--- Extracted data Enclosed Below ---

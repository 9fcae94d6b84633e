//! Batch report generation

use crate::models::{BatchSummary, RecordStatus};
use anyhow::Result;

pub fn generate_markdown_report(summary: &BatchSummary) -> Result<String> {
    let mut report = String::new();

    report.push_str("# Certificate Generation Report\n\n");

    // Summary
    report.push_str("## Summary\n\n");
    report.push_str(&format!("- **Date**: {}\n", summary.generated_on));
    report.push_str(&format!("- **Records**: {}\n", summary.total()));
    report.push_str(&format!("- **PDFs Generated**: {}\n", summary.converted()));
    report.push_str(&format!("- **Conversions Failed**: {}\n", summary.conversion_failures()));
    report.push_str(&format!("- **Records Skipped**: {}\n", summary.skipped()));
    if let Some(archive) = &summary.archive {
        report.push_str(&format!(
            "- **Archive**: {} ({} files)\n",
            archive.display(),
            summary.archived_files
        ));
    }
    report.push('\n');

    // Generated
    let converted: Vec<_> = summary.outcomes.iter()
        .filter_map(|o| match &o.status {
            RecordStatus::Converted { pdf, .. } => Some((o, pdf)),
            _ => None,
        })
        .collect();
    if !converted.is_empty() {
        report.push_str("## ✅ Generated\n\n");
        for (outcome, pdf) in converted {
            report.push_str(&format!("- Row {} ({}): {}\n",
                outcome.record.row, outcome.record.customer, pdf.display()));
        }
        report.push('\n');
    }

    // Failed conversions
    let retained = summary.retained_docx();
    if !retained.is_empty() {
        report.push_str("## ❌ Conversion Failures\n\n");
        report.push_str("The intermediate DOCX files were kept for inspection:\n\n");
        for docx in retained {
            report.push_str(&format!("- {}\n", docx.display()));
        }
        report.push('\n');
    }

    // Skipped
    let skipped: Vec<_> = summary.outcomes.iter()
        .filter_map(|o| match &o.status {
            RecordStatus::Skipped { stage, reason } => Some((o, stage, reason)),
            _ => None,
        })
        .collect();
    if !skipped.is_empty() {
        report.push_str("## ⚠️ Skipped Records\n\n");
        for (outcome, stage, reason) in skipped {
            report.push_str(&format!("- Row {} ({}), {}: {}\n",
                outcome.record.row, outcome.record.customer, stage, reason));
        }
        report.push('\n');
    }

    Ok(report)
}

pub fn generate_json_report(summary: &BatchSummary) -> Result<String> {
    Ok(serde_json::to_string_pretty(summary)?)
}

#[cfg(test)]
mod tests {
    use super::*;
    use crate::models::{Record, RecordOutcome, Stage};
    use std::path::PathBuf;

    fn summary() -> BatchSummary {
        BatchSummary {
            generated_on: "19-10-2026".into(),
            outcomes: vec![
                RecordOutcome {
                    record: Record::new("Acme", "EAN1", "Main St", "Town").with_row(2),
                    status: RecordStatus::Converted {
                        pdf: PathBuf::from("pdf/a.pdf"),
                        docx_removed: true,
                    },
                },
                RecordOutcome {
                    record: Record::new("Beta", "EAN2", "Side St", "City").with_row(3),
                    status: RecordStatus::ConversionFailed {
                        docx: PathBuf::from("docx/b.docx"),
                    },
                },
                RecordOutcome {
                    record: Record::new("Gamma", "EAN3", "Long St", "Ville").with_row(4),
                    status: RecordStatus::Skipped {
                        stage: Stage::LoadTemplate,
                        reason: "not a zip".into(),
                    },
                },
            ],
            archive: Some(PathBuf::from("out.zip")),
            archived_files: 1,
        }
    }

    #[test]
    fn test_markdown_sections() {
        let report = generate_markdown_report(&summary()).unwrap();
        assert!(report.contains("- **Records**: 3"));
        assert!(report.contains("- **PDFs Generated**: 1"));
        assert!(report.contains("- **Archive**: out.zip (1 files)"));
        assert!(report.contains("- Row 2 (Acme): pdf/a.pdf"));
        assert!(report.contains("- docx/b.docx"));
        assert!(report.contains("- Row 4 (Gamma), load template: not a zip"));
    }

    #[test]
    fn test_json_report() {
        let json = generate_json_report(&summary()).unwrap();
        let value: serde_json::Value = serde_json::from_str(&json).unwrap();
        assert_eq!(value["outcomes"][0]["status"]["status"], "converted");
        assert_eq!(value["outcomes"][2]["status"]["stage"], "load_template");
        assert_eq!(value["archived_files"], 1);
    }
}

--- End of Enclosed Extracted data ---

# Exercise directions
In the listing above, find each line with the word "Result" and copy it out.

# Output for this task
use anyhow::Result;
pub fn generate_markdown_report(summary: &BatchSummary) -> Result<String> {
pub fn generate_json_report(summary: &BatchSummary) -> Result<String> {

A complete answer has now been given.